Purchase cataloguePainted with Words is a compelling look at Vincent van Gogh's correspondence to his young colleague Émile Bernard between 1887 and 1889. Van Gogh's words and sketches reveal his thoughts about art and life and communicate his groundbreaking work in Arles to his fellow painter.
Van Gogh's letters to Bernard reveal the tenor of their relationship. Van Gogh assumed the role of an older, wiser brother, offering praise or criticism of Bernard's paintings, drawings, and poems. At the same time the letters chronicle van Gogh's own struggles, as he reached his artistic maturity in isolation in Arles and St. Rémy. Throughout the letters are no less than twelve sketches by van Gogh meant to provide Bernard with an idea of his work in progress, including studies related to the paintings The Langlois Bridge, Houses at Saintes-Maries-de-la-Mer, Boats on the beach at Saintes-Maries, The Sower, and View of Arles at Sunset.
The translations used in this presentation are from the catalogue for the exhibition: Vincent van Gogh
Painted with Words, The Letters to Émile Bernard and are reproduced by kind permission of the Van Gogh Museum, Amsterdam.
Major support for Painted with Words: Vincent van Gogh's Letters to Émile Bernard and its accompanying catalogue was provided by the International Music and Art Foundation. Generous support was also provided by the Robert Lehman Foundation and the National Endowment for the Arts.
Vincent van Gogh, letter to Émile Bernard, Arles, 8 October 1888, Letter 21, page 1
My dear friend Bernard,
The other day my brother wrote to me that you were going to come to see my canvases; so I know
that you're back, and I'm very pleased that you thought of going to see what I've done.
For my part, I'm extremely curious to know what you have brought back from Pont-Aven.
I hardly have a head for writing, but I feel a great emptiness in no longer being at all up to date
with what Gauguin, you and others are doing. But I really must have patience.

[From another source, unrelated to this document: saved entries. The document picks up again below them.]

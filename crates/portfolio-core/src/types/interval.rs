//! Observation intervals of upstream signal rows.

use serde::{Deserialize, Serialize};
use std::fmt;
use std::str::FromStr;

/// Sampling interval a signal row was computed on.
#[derive(Debug, Clone, Copy, PartialEq, Eq, Hash, Serialize, Deserialize)]
pub enum Interval {
    #[serde(rename = "1m")]
    Minute1,
    #[serde(rename = "5m")]
    Minute5,
    #[serde(rename = "15m")]
    Minute15,
    #[serde(rename = "30m")]
    Minute30,
    #[serde(rename = "1h")]
    Hour1,
    #[serde(rename = "4h")]
    Hour4,
    #[serde(rename = "1d")]
    Daily,
    #[serde(rename = "1wk")]
    Weekly,
    #[serde(rename = "1mo")]
    Monthly,
}

impl Interval {
    /// Get the duration of the interval in seconds.
    pub fn as_secs(&self) -> u64 {
        match self {
            Interval::Minute1 => 60,
            Interval::Minute5 => 300,
            Interval::Minute15 => 900,
            Interval::Minute30 => 1800,
            Interval::Hour1 => 3600,
            Interval::Hour4 => 14400,
            Interval::Daily => 86400,
            Interval::Weekly => 604800,
            Interval::Monthly => 2592000, // Approximate (30 days)
        }
    }

    /// Whether this interval has finer granularity than `other`.
    pub fn is_finer_than(&self, other: &Interval) -> bool {
        self.as_secs() < other.as_secs()
    }
}

impl fmt::Display for Interval {
    fn fmt(&self, f: &mut fmt::Formatter<'_>) -> fmt::Result {
        let s = match self {
            Interval::Minute1 => "1m",
            Interval::Minute5 => "5m",
            Interval::Minute15 => "15m",
            Interval::Minute30 => "30m",
            Interval::Hour1 => "1h",
            Interval::Hour4 => "4h",
            Interval::Daily => "1d",
            Interval::Weekly => "1wk",
            Interval::Monthly => "1mo",
        };
        write!(f, "{}", s)
    }
}

impl FromStr for Interval {
    type Err = String;

    fn from_str(s: &str) -> Result<Self, Self::Err> {
        // "1M" is month, "1m" is minute
        if s.trim() == "1M" {
            return Ok(Interval::Monthly);
        }
        match s.trim().to_lowercase().as_str() {
            "1m" | "1min" => Ok(Interval::Minute1),
            "5m" | "5min" => Ok(Interval::Minute5),
            "15m" | "15min" => Ok(Interval::Minute15),
            "30m" | "30min" => Ok(Interval::Minute30),
            "1h" | "60m" | "1hour" => Ok(Interval::Hour1),
            "4h" | "4hour" => Ok(Interval::Hour4),
            "1d" | "day" | "daily" => Ok(Interval::Daily),
            "1wk" | "1w" | "weekly" => Ok(Interval::Weekly),
            "1mo" | "monthly" => Ok(Interval::Monthly),
            _ => Err(format!("Invalid interval: {}", s)),
        }
    }
}
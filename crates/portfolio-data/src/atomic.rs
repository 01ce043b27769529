//! Atomic file replacement.

use std::fs::{self, File};
use std::io::{self, BufWriter};
use std::path::{Path, PathBuf};

fn temp_path(path: &Path) -> PathBuf {
    let mut name = path
        .file_name()
        .map(|n| n.to_os_string())
        .unwrap_or_default();
    name.push(".tmp");
    path.with_file_name(name)
}

/// Write a file by filling a sibling `.tmp` file and renaming it into place.
///
/// Readers see either the previous content or the complete new content. On
/// failure the temp file is removed and the target is untouched.
pub(crate) fn write_atomic<F>(path: &Path, fill: F) -> io::Result<()>
where
    F: FnOnce(&mut BufWriter<File>) -> io::Result<()>,
{
    if let Some(parent) = path.parent() {
        if !parent.as_os_str().is_empty() {
            fs::create_dir_all(parent)?;
        }
    }

    let tmp = temp_path(path);
    let result = (|| {
        let mut writer = BufWriter::new(File::create(&tmp)?);
        fill(&mut writer)?;
        let file = writer.into_inner().map_err(|e| e.into_error())?;
        file.sync_all()?;
        drop(file);
        fs::rename(&tmp, path)
    })();

    if result.is_err() {
        let _ = fs::remove_file(&tmp);
    }
    result
}

#[cfg(test)]
mod tests {
    use super::*;
    use std::io::Write;

    #[test]
    fn test_write_replaces_content() {
        let dir = tempfile::tempdir().unwrap();
        let path = dir.path().join("nested").join("file.csv");

        write_atomic(&path, |w| w.write_all(b"first")).unwrap();
        write_atomic(&path, |w| w.write_all(b"second")).unwrap();

        assert_eq!(fs::read_to_string(&path).unwrap(), "second");
        assert!(!temp_path(&path).exists());
    }

    #[test]
    fn test_failed_fill_keeps_previous_content() {
        let dir = tempfile::tempdir().unwrap();
        let path = dir.path().join("file.csv");
        write_atomic(&path, |w| w.write_all(b"kept")).unwrap();

        let result = write_atomic(&path, |w| {
            w.write_all(b"partial")?;
            Err(io::Error::new(io::ErrorKind::Other, "boom"))
        });

        assert!(result.is_err());
        assert_eq!(fs::read_to_string(&path).unwrap(), "kept");
        assert!(!temp_path(&path).exists());
    }
}
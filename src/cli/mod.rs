//! CLI definitions.

pub mod commands;

use clap::{Parser, Subcommand, ValueEnum};
use std::path::PathBuf;

#[derive(Parser)]
#[command(name = "portfolio")]
#[command(author, version, about = "Signal-driven portfolio manager with trailing stop-loss and take-profit")]
pub struct Cli {
    /// Configuration file path
    #[arg(short, long, default_value = "config/default.toml")]
    pub config: PathBuf,

    /// Log level (overrides the configured level)
    #[arg(short, long)]
    pub log_level: Option<LogLevel>,

    /// Enable JSON log format
    #[arg(long)]
    pub json_logs: bool,

    #[command(subcommand)]
    pub command: Commands,
}

#[derive(Clone, Copy, ValueEnum)]
pub enum LogLevel {
    Trace,
    Debug,
    Info,
    Warn,
    Error,
}

impl LogLevel {
    pub fn as_str(&self) -> &'static str {
        match self {
            LogLevel::Trace => "trace",
            LogLevel::Debug => "debug",
            LogLevel::Info => "info",
            LogLevel::Warn => "warn",
            LogLevel::Error => "error",
        }
    }
}

#[derive(Subcommand)]
pub enum Commands {
    /// Run ticks on the configured interval until Ctrl-C
    Run,
    /// Run a single tick and print the result
    Tick(TickArgs),
    /// Show the persisted portfolio
    Status(StatusArgs),
    /// Validate configuration
    ValidateConfig,
}

#[derive(clap::Args)]
pub struct TickArgs {
    /// Evaluate against persisted state without writing it back
    #[arg(long)]
    pub dry_run: bool,
}

#[derive(clap::Args)]
pub struct StatusArgs {
    /// Output format
    #[arg(long, value_enum, default_value = "text")]
    pub output: OutputFormat,

    /// Number of recent settlements to show
    #[arg(long, default_value = "5")]
    pub recent: usize,
}

#[derive(Clone, Copy, PartialEq, Eq, ValueEnum)]
pub enum OutputFormat {
    Text,
    Json,
}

I have another dozen
studies here, which will probably be more to your taste than the ones from this summer that my
brother will have shown you.
Among these studies there is an entrance to a quarry, pale lilac rocks in reddish earth, as in
certain Japanese drawings. In terms of design and the division of color into large planes, it's quite
closely related to what you're doing in Pont-Aven.
I had more control over myself in these latest studies, because my state of health had firmed
up. So there's also a no. 30 canvas with broken lilac plowed fields and a background of mountains
that go all the way up the canvas; so nothing but rough ground and rocks, with a thistle and dry
grass in a corner, and a little violet and yellow man. That will prove, I hope, that I haven't yet
gone soft.
Dear God, this is a pretty awful little part of the world, everything's hard to do here, to disentangle
its intimate character, and so that it's not something vaguely true, but the true soil of
Provence. So to achieve that, you have to toil hard. And so it naturally becomes a little abstract.
Because it will be a question of giving strength and brilliance to the sun and the blue sky, and to the
scorched and often so melancholy fields their delicate scent of thyme. The olive trees down here,
my good fellow, they'd suit your book; I haven't been fortunate this year in making a success of
them, but I'll go back to it, that's my intention. It's silver against orangish or purplish earth, under
the great blue sky. Well now, I've seen some by certain painters, and by myself, which didn't render
the thing at all. Those silver grays are like Corot first of all, and that, above all, hasn't been done
yet—while several artists have been successful with apple-trees, for example, and willows.